Il est grandement temps que les militaires se rendent compte que la spécificité militaire n’est qu’un alibi pour éviter de poser la vraie question : pourquoi les militaires ne jouissent-ils pas encore de tous les droits reconnus aux autres citoyens ?

Pour tenter de répondre à cette question, ne faut-il pas revenir un peu en arrière, regarder dans le rétroviseur ?

En effet, il faut remonter à la loi de juillet 1872, c’est indispensable. A cette époque, le service militaire n’était pas encore universel et la loi du « curé sac au dos » ne devait être votée que quelques années plus tard.
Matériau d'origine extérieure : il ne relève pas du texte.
//! Named themes with one active theme.

use std::sync::Arc;

use rustc_hash::FxHashMap;
use tracing::{debug, warn};

use crate::color::Rgb;
use crate::error::ThemeError;
use crate::theme::{Theme, themes};
use inkpress_core::token::TokenKind;

/// Registry of immutable themes. Names are case-insensitive.
///
/// Themes are shared behind `Arc`; a render can hold the theme it started
/// with while the registry's active theme changes.
#[derive(Debug, Clone)]
pub struct ThemeRegistry {
    themes: Vec<Arc<Theme>>,
    by_name: FxHashMap<String, usize>,
    active: usize,
}

impl Default for ThemeRegistry {
    fn default() -> Self {
        Self::with_builtins()
    }
}

impl ThemeRegistry {
    /// A registry holding only `initial`, which is active.
    #[must_use]
    pub fn new(initial: Theme) -> Self {
        let mut by_name = FxHashMap::default();
        by_name.insert(initial.name().to_lowercase(), 0);
        Self {
            themes: vec![Arc::new(initial)],
            by_name,
            active: 0,
        }
    }

    /// The built-in themes, with `dark` active.
    #[must_use]
    pub fn with_builtins() -> Self {
        let mut builtins = themes::all().into_iter();
        let mut registry = Self::new(builtins.next().unwrap_or_else(themes::dark));
        for theme in builtins {
            if let Err(err) = registry.register(theme) {
                warn!(error = %err, "built-in theme skipped");
            }
        }
        registry
    }

    /// Add a theme. Registered themes cannot be replaced.
    pub fn register(&mut self, theme: Theme) -> Result<(), ThemeError> {
        let key = theme.name().to_lowercase();
        if self.by_name.contains_key(&key) {
            return Err(ThemeError::DuplicateTheme(theme.name().to_string()));
        }
        debug!(theme = theme.name(), "theme registered");
        self.by_name.insert(key, self.themes.len());
        self.themes.push(Arc::new(theme));
        Ok(())
    }

    /// Make `name` the active theme. Returns `false`, leaving the active
    /// theme unchanged, when no such theme is registered.
    pub fn activate(&mut self, name: &str) -> bool {
        match self.by_name.get(&name.trim().to_lowercase()) {
            Some(&index) => {
                self.active = index;
                debug!(theme = self.themes[index].name(), "theme activated");
                true
            }
            None => {
                warn!(theme = name, "unknown theme, active theme unchanged");
                false
            }
        }
    }

    /// The active theme.
    #[must_use]
    pub fn active(&self) -> &Arc<Theme> {
        &self.themes[self.active]
    }

    #[must_use]
    pub fn get(&self, name: &str) -> Option<&Arc<Theme>> {
        let index = self.by_name.get(&name.trim().to_lowercase())?;
        self.themes.get(*index)
    }

    /// Registered names, in registration order.
    #[must_use]
    pub fn names(&self) -> Vec<&str> {
        self.themes.iter().map(|t| t.name()).collect()
    }

    #[must_use]
    pub fn len(&self) -> usize {
        self.themes.len()
    }

    /// Always false: a registry holds at least one theme.
    #[must_use]
    pub fn is_empty(&self) -> bool {
        self.themes.is_empty()
    }

    /// Color of `kind` in the active theme.
    #[inline]
    #[must_use]
    pub fn resolve(&self, kind: TokenKind) -> Rgb {
        self.active().color(kind)
    }
}

#[cfg(test)]
mod tests {
    use super::*;
    use crate::theme::ThemeBuilder;
    use tracing_test::traced_test;

    #[test]
    fn builtins_default_to_dark() {
        let registry = ThemeRegistry::with_builtins();
        assert_eq!(registry.names(), vec!["dark", "light", "eink"]);
        assert_eq!(registry.active().name(), "dark");
        assert_eq!(
            registry.resolve(TokenKind::Keyword),
            themes::dark().color(TokenKind::Keyword)
        );
        assert!(!registry.is_empty());
    }

    #[test]
    fn every_builtin_is_registered() {
        let registry = ThemeRegistry::with_builtins();
        let expected: Vec<String> = themes::all().iter().map(|t| t.name().to_string()).collect();
        assert_eq!(registry.len(), expected.len());
        for name in &expected {
            assert!(registry.get(name).is_some(), "{name} missing");
        }
    }

    #[test]
    fn activate_switches_resolution() {
        let mut registry = ThemeRegistry::default();
        assert!(registry.activate("Light"));
        assert_eq!(registry.active().name(), "light");
        assert_eq!(
            registry.resolve(TokenKind::String),
            themes::light().color(TokenKind::String)
        );
    }

    #[test]
    #[traced_test]
    fn activating_unknown_theme_keeps_previous() {
        let mut registry = ThemeRegistry::with_builtins();
        assert!(registry.activate("eink"));
        assert!(!registry.activate("solarized"));
        assert_eq!(registry.active().name(), "eink");
        assert!(logs_contain("unknown theme"));
    }

    #[test]
    fn custom_theme_registration() {
        let mut registry = ThemeRegistry::with_builtins();
        let custom = ThemeBuilder::from_theme(&themes::light(), "paper")
            .color(TokenKind::Keyword, Rgb::BLACK)
            .build()
            .unwrap();
        registry.register(custom).unwrap();
        assert!(registry.activate("paper"));
        assert_eq!(registry.resolve(TokenKind::Keyword), Rgb::BLACK);
        assert_eq!(registry.len(), 4);
    }

    #[test]
    fn duplicate_names_are_rejected() {
        let mut registry = ThemeRegistry::with_builtins();
        let err = registry
            .register(ThemeBuilder::from_theme(&themes::dark(), "DARK").build().unwrap())
            .unwrap_err();
        assert_eq!(err, ThemeError::DuplicateTheme("DARK".into()));
        assert_eq!(registry.get("dark").map(|t| t.background()), Some(themes::dark().background()));
    }

    #[test]
    fn held_theme_survives_switch() {
        let mut registry = ThemeRegistry::with_builtins();
        let held = Arc::clone(registry.active());
        registry.activate("light");
        assert_eq!(held.name(), "dark");
    }

    #[test]
    fn registry_is_shareable_across_threads() {
        let registry = ThemeRegistry::with_builtins();
        std::thread::scope(|s| {
            for kind in TokenKind::ALL {
                let registry = &registry;
                s.spawn(move || assert_eq!(registry.resolve(kind), themes::dark().color(kind)));
            }
        });
    }
}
Ceux qui tiraient le mauvais numéro ne pouvaient se racheter, étaient-ils des « pros » compte tenu de la durée du service militaire (5 ans) ? Laissons cette question aux spécialistes.

Les militaires : ceux qui encadrent et les hommes de troupe de l’époque  sont coupés de tout : les militaires ne participent pas au vote pour des prétextes d’autant plus ridicules qu’on est loin du droit de vote universel, ils en seront officiellement privés jusqu’au mois d’août 1945, cette ordonnance sans exposé des motifs porte toutefois le fameux visa « Vu l’urgence », déjà cité. Faut-il rappeler qu’au lendemain de la grande guerre, rien ne fut fait en dépit de demandes dans le sens d’une ouverture à la citoyenneté. Le général de Gaulle a vécu sa carrière militaire durant cette période. : il était de l’ancienne école, pourrait-on dire.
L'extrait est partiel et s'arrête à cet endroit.